Usually, restaurants can negotiate a contract when opting in food delivery app services. For example, suppose a restaurant goes in favour of only one food delivery provider. In that case, it might have exclusive terms with lower commissions. But it does not always work.
What is the solution? Most probably - a compromise - reduction of commissions. The problem has been apparent and before the pandemic outbreak. But agree that the problem is less painful when delivery orders are 15% of a restaurant’s sales (like before the COVID-19), and not 50% or even more (like now).
However, according to the most prominent food delivery companies, this, at first sight, little change would alter the way their business is run. Thus, it is not a solution — a vicious circle instead.
Restaurants barely know their clients
Yet another painful spot is the data about you that, in most cases, does not reach a restaurant. How does it happen? You submit your personal information while installing the app and share it only with the app provider. Unless it shares it with a restaurant for additional costs.
In fact, from the data protection side, it is all secure and the proper way to store your information. However.
This way, a restaurant loses direct contact with its customers, and you, as a customer, do not interact with your food supplier eye to eye. It is not the employees of a restaurant who define your preferences and make suggestions according to your previous picks. It is a robot who communicates with you and traces your order history — simple magic.
For you as a customer, maybe it is not that relevant, but believe us, for restaurants it matters. By knowing the clients and following the changes in their preferences, restaurants can adapt better, improve their customer experience and unlock further growth potential. How?
- Independently create individual customer profiles and improve the experience.
- Analyse the data to figure out what exactly customers want and how restaurants can create new dishes or tweak existing ones.
- Tailor marketing activities to boost sales.
- Send personalised push notifications from the restaurant’s app.
By storing the data, restaurants can more effectively use their budget and wisely invest in the enhancement of their business. With food delivery apps, restaurants are losing the lion’s share of their clients. Simply because they do not know who they are and what they expect.
Alternatives do exist. Now is the time for changes
There is no situation with no alternative solution.
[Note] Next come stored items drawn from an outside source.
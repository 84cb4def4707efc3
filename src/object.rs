//! Object: a dynamic object with a per-instance method table and an owned
//! child table, both backed by [`StrMap`].

use crate::error::MapError;
use crate::str_map::StrMap;
use std::any::Any;

/// A method bound to an object: a plain function pointer taking the receiver
/// and optional arguments. Function pointers are `Copy` and have no lifetime,
/// so a bound method trivially outlives any object it is bound to.
pub type Method = fn(&mut Object, Option<&Object>) -> Option<Box<dyn Any>>;

/// Result of [`Object::call`]. Distinguishes "no method bound under that
/// name" from "the method ran and returned nothing".
pub enum CallOutcome {
    /// No method is bound under the requested name.
    NotFound,
    /// The method ran; its (possibly empty) return value.
    Returned(Option<Box<dyn Any>>),
}

impl CallOutcome {
    pub fn is_not_found(&self) -> bool {
        matches!(self, CallOutcome::NotFound)
    }

    /// The method's return value, or `None` when no method was bound.
    /// `Some(None)` means the method ran and returned nothing.
    pub fn into_returned(self) -> Option<Option<Box<dyn Any>>> {
        match self {
            CallOutcome::NotFound => None,
            CallOutcome::Returned(v) => Some(v),
        }
    }
}

impl core::fmt::Debug for CallOutcome {
    fn fmt(&self, f: &mut core::fmt::Formatter<'_>) -> core::fmt::Result {
        match self {
            CallOutcome::NotFound => f.write_str("NotFound"),
            CallOutcome::Returned(Some(_)) => f.write_str("Returned(Some(_))"),
            CallOutcome::Returned(None) => f.write_str("Returned(None)"),
        }
    }
}

/// A dynamic object: a name-indexed table of callable methods, an owned table
/// of named children, and an optional payload.
///
/// The method table is allocated lazily on the first [`add_method`]; an
/// object that never gains a method carries none. Children are owned
/// (composition): dropping an object drops its children recursively. The
/// payload is an owned slot; [`take_payload`] is the release hook for callers
/// that need the value back before the object goes away.
///
/// [`add_method`]: Object::add_method
/// [`take_payload`]: Object::take_payload
pub struct Object {
    methods: Option<StrMap<Method>>,
    children: StrMap<Object>,
    type_identifier: &'static str,
    payload: Option<Box<dyn Any>>,
}

impl Object {
    /// A fresh object: no methods, no children, no payload.
    pub fn new() -> Self {
        Self {
            methods: None,
            children: StrMap::new(),
            type_identifier: "object",
            payload: None,
        }
    }

    pub fn type_identifier(&self) -> &str {
        self.type_identifier
    }

    pub fn set_type_identifier(&mut self, id: &'static str) {
        self.type_identifier = id;
    }

    /// Bind `method` under `name`, creating the method table on first use.
    /// Rebinding an existing name overwrites it; last writer wins.
    pub fn add_method(&mut self, name: &str, method: Method) -> Result<(), MapError> {
        self.methods
            .get_or_insert_with(StrMap::new)
            .set(name, method)
    }

    /// Whether a method is bound under `name`. Safe to ask before any method
    /// was ever added.
    pub fn has_method(&self, name: &str) -> bool {
        match &self.methods {
            Some(table) => table.contains_key(name),
            None => false,
        }
    }

    /// Look up and invoke the method bound under `name`.
    pub fn call(&mut self, name: &str, args: Option<&Object>) -> CallOutcome {
        // Copy the fn pointer out so the table borrow ends before dispatch.
        let method = match self.methods.as_ref().and_then(|t| t.get(name)) {
            Some(&m) => m,
            None => return CallOutcome::NotFound,
        };
        CallOutcome::Returned(method(self, args))
    }

    /// Attach `child` under `name`, taking ownership. An existing child under
    /// the same name is dropped.
    pub fn add_child(&mut self, name: &str, child: Object) -> Result<(), MapError> {
        self.children.set(name, child)
    }

    pub fn child(&self, name: &str) -> Option<&Object> {
        self.children.get(name)
    }

    pub fn child_mut(&mut self, name: &str) -> Option<&mut Object> {
        self.children.get_mut(name)
    }

    /// Detach and return the child under `name`, if any.
    pub fn remove_child(&mut self, name: &str) -> Option<Object> {
        self.children.remove(name)
    }

    pub fn set_payload(&mut self, payload: Box<dyn Any>) {
        self.payload = Some(payload);
    }

    pub fn payload(&self) -> Option<&dyn Any> {
        self.payload.as_deref()
    }

    pub fn payload_mut(&mut self) -> Option<&mut dyn Any> {
        self.payload.as_deref_mut()
    }

    /// Take the payload back out. After this the object carries none; a
    /// payload still present when the object drops is dropped with it.
    pub fn take_payload(&mut self) -> Option<Box<dyn Any>> {
        self.payload.take()
    }
}

impl Default for Object {
    fn default() -> Self {
        Self::new()
    }
}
And we are talking not only about lower commissions, but entirely other ways of doing deliveries.
One of the options - to create a restaurant's own e-commerce platform using such tools as GloriaFood, Shopify or Wix and serve the clients directly. These platforms enable restaurants to create their own websites powered with ordering features.
Why is it worth doing?
- Same convenience offered
- Same delivery speed and efficiency
- No commission fees
Once a restaurant runs the website with ordering capabilities, then it has a choice: to build its own fleet for deliveries or integrate an alternative delivery platform such as ZITICITY which charges NO commissions.
ZITICITY integration is super simple in use and requires NO additional development to make it work. A restaurant can easily set it up and introduce a delivery option just in one evening.
Through such delivery platforms, a restaurant pays no commissions, but purchases a particular logistics service at affordable rates and flexible terms.
This way, any business, from a small pizzeria to an exclusive three-meal restaurant for only gourmands, can embark upon efficient deliveries. It is convenient, flexible, and most important, cost-effective.
As you can see, solutions do exist. Everything depends on the restaurant’s approach, and willingness to introduce changes, bravery to have more autonomy. Now it is the most suitable time to embrace the new strategies and concepts. Every single restaurant can provide its customers with a chance to enjoy the meals anywhere anytime and at excellent prices.